Climate change is expected to intensify rainfall and, consequently, pluvial flooding, leading to increased disruptions in urban transportation systems over the coming decades. Designing effective adaptation strategies is challenging due to the long-term, sequential nature of infrastructure investments, deep climate uncertainty, and the complex interactions between flooding, infrastructure, and mobility impacts. In this work, we propose a novel decision-support framework using reinforcement learning (RL) for long-term flood adaptation planning. Formulated as an integrated assessment model (IAM), the framework combines rainfall projection and flood modeling, transport simulation, and quantification of direct and indirect impacts on infrastructure and mobility. Our RL-based approach learns adaptive strategies that balance investment and maintenance costs against avoided impacts. We evaluate the framework through a case study of Copenhagen's inner city over the 2024-2100 period, testing multiple adaptation options, and different belief and realized climate scenarios. Results show that the framework outperforms traditional optimization approaches by discovering coordinated spatial and temporal adaptation pathways and learning trade-offs between impact reduction and adaptation investment, yielding more resilient strategies. Overall, our results showcase the potential of reinforcement learning as a flexible decision-support tool for adaptive infrastructure planning under climate uncertainty.
Paper Structure (33 sections, 3 equations, 5 figures, 4 tables)

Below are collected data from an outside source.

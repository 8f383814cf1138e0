//! The handler contract between the execution engine and resource storage.
//!
//! A [`ResourceHandler`] serves one resource type. The engine never talks to
//! storage directly: it validates through the handler's schema, loads targets
//! before mutating them, and hands each operation over for execution. Runs of
//! consecutive same-shaped operations reach the handler through the bulk
//! entry points [`create_many`](ResourceHandler::create_many) and
//! [`remove_many`](ResourceHandler::remove_many), which fall back to the
//! one-at-a-time methods unless overridden.
//!
//! Handlers report failures as a [`HandlerError`]: either a rejection
//! carrying a ready-made error object (the engine rebases its pointer onto
//! the failing operation) or a storage fault, which surfaces as an internal
//! error.

use async_trait::async_trait;
use serde_json::Value;

use crate::error::{ErrorObject, HandlerError};
use crate::operation::Operation;
use crate::resource::Resource;
use crate::schema::{ResourceSchema, ValidationMode};

/// Executes operations against the stored resources of one type.
#[async_trait]
pub trait ResourceHandler: Send + Sync {
    /// The schema describing the resource type this handler serves.
    fn schema(&self) -> &ResourceSchema;

    /// Check an operation's data against the schema.
    ///
    /// Pointers in the returned errors are relative to the operation object;
    /// the engine rebases them onto the operation's document position.
    fn validate(
        &self,
        operation: &Operation,
        mode: ValidationMode,
    ) -> Result<(), Vec<ErrorObject>> {
        let errors = self.schema().validate(operation, mode);
        if errors.is_empty() { Ok(()) } else { Err(errors) }
    }

    /// Load a stored resource by id.
    async fn load(&self, id: &str) -> Result<Option<Resource>, HandlerError>;

    /// Create and persist a resource from an `add` operation.
    async fn create(&self, operation: &Operation) -> Result<Resource, HandlerError>;

    /// Create every resource in a run of `add` operations, in order.
    ///
    /// The default creates them one at a time; handlers backed by stores
    /// with bulk inserts should override it.
    async fn create_many(&self, operations: &[Operation]) -> Result<Vec<Resource>, HandlerError> {
        let mut created = Vec::with_capacity(operations.len());
        for operation in operations {
            created.push(self.create(operation).await?);
        }
        Ok(created)
    }

    /// Apply an update to a loaded resource and persist the result.
    async fn apply(
        &self,
        resource: Resource,
        operation: &Operation,
    ) -> Result<Resource, HandlerError>;

    /// Delete a loaded resource.
    async fn remove(&self, resource: Resource) -> Result<(), HandlerError>;

    /// Delete every listed resource in a run of `remove` operations.
    ///
    /// Callers load each target before batching, so by the time this runs
    /// every id named an existing resource. The default loads and removes
    /// one at a time.
    async fn remove_many(&self, ids: &[String]) -> Result<(), HandlerError> {
        for id in ids {
            if let Some(resource) = self.load(id).await? {
                self.remove(resource).await?;
            }
        }
        Ok(())
    }

    /// Render a stored resource as a JSON:API resource object.
    fn serialize(&self, resource: &Resource) -> Value {
        resource.to_resource_object(self.schema())
    }
}

impl std::fmt::Debug for dyn ResourceHandler {
    fn fmt(&self, f: &mut std::fmt::Formatter<'_>) -> std::fmt::Result {
        f.debug_struct("ResourceHandler")
            .field("resource_type", &self.schema().resource_type)
            .finish()
    }
}

#[cfg(test)]
mod tests {
    use super::*;
    use crate::operation::OperationKind;
    use crate::schema::{AttributeDefinition, AttributeType};
    use serde_json::json;
    use std::sync::Mutex;

    /// Minimal in-test handler over a Vec, for exercising trait defaults.
    struct Recorder {
        schema: ResourceSchema,
        rows: Mutex<Vec<Resource>>,
    }

    impl Recorder {
        fn new() -> Self {
            Self {
                schema: ResourceSchema::new("articles")
                    .attribute(AttributeDefinition::required("title", AttributeType::String)),
                rows: Mutex::new(Vec::new()),
            }
        }
    }

    #[async_trait]
    impl ResourceHandler for Recorder {
        fn schema(&self) -> &ResourceSchema {
            &self.schema
        }

        async fn load(&self, id: &str) -> Result<Option<Resource>, HandlerError> {
            let rows = self.rows.lock().unwrap();
            Ok(rows.iter().find(|resource| resource.id == id).cloned())
        }

        async fn create(&self, operation: &Operation) -> Result<Resource, HandlerError> {
            let mut rows = self.rows.lock().unwrap();
            let resource = Resource::new(
                &operation.resource_type,
                (rows.len() + 1).to_string(),
                operation.attributes.clone(),
                operation.relationships.clone(),
            );
            rows.push(resource.clone());
            Ok(resource)
        }

        async fn apply(
            &self,
            resource: Resource,
            _operation: &Operation,
        ) -> Result<Resource, HandlerError> {
            Ok(resource)
        }

        async fn remove(&self, resource: Resource) -> Result<(), HandlerError> {
            let mut rows = self.rows.lock().unwrap();
            rows.retain(|stored| stored.id != resource.id);
            Ok(())
        }
    }

    fn add_operation(title: &str) -> Operation {
        let mut operation = Operation::new(OperationKind::Add, "articles", None);
        operation.attributes.insert("title".into(), json!(title));
        operation
    }

    #[tokio::test]
    async fn test_create_many_default_creates_in_order() {
        let handler = Recorder::new();
        let operations = vec![add_operation("a"), add_operation("b"), add_operation("c")];
        let created = handler.create_many(&operations).await.unwrap();
        let ids: Vec<&str> = created.iter().map(|resource| resource.id.as_str()).collect();
        assert_eq!(ids, ["1", "2", "3"]);
        assert_eq!(created[2].attribute("title"), Some(&json!("c")));
    }

    #[tokio::test]
    async fn test_remove_many_default_removes_each() {
        let handler = Recorder::new();
        handler.create(&add_operation("a")).await.unwrap();
        handler.create(&add_operation("b")).await.unwrap();
        let ids = vec!["1".to_string(), "2".to_string()];
        handler.remove_many(&ids).await.unwrap();
        assert!(handler.load("1").await.unwrap().is_none());
        assert!(handler.load("2").await.unwrap().is_none());
    }

    #[tokio::test]
    async fn test_validate_default_delegates_to_schema() {
        let handler = Recorder::new();
        let mut operation = add_operation("a");
        operation.attributes.insert("surprise".into(), json!(1));
        let errors = handler
            .validate(&operation, ValidationMode::Full)
            .unwrap_err();
        assert_eq!(errors.len(), 1);
        assert_eq!(errors[0].id, "unknown-attribute");

        let valid = add_operation("a");
        assert!(handler.validate(&valid, ValidationMode::Full).is_ok());
    }

    #[tokio::test]
    async fn test_serialize_uses_schema() {
        let handler = Recorder::new();
        let created = handler.create(&add_operation("Ember")).await.unwrap();
        assert_eq!(
            handler.serialize(&created),
            json!({
                "type": "articles",
                "id": "1",
                "attributes": {"title": "Ember"}
            })
        );
    }
}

This paper contains 33 sections, 3 equations, 5 figures, 4 tables.

Figures (5)

  • Figure 1: Integrated Assessment Model using reinforcement learning to find the best sequence of transport-related adaptation policies for rainfall events in Copenhagen from 2024--2100.
  • Figure 2: Comparison of different adaptation strategies. Total reward (top-left, scaled by $10^8$), and reward components are shown: infrastructure damage costs (top-middle), travel delays (top-right), travel cancellations (bottom-left), actions direct costs (bottom-middle), and action maintenance costs (bottom-right). All values correspond to Danish Krone (DKK). Please note the different y-axis scale across figures.
  • Figure 3: Average (and standard deviations shaded) for all five reward components over the period 2024--2100 under the RCP4.5 climate scenario. While Random Control reduces impacts through high and persistent investment costs, the RL policy achieves sustained impact reduction with substantially lower and more stable adaptation expenditures. All values correspond to Danish Krone (DKK). Please note the different y-axis scale across subfigures.
  • Figure 4: Adaptation measures taken over time per zone in Copenhagen's city center for one episode (run) for a RCP4.5 scenario.
  • Figure 5: Density of actions used over time for 10 runs for a RCP4.5 scenario. Bioretention Planters are shown in top-left, Soakaways in top-right, Storage Tanks in bottom-left, and Porous Asphalt in bottom-right.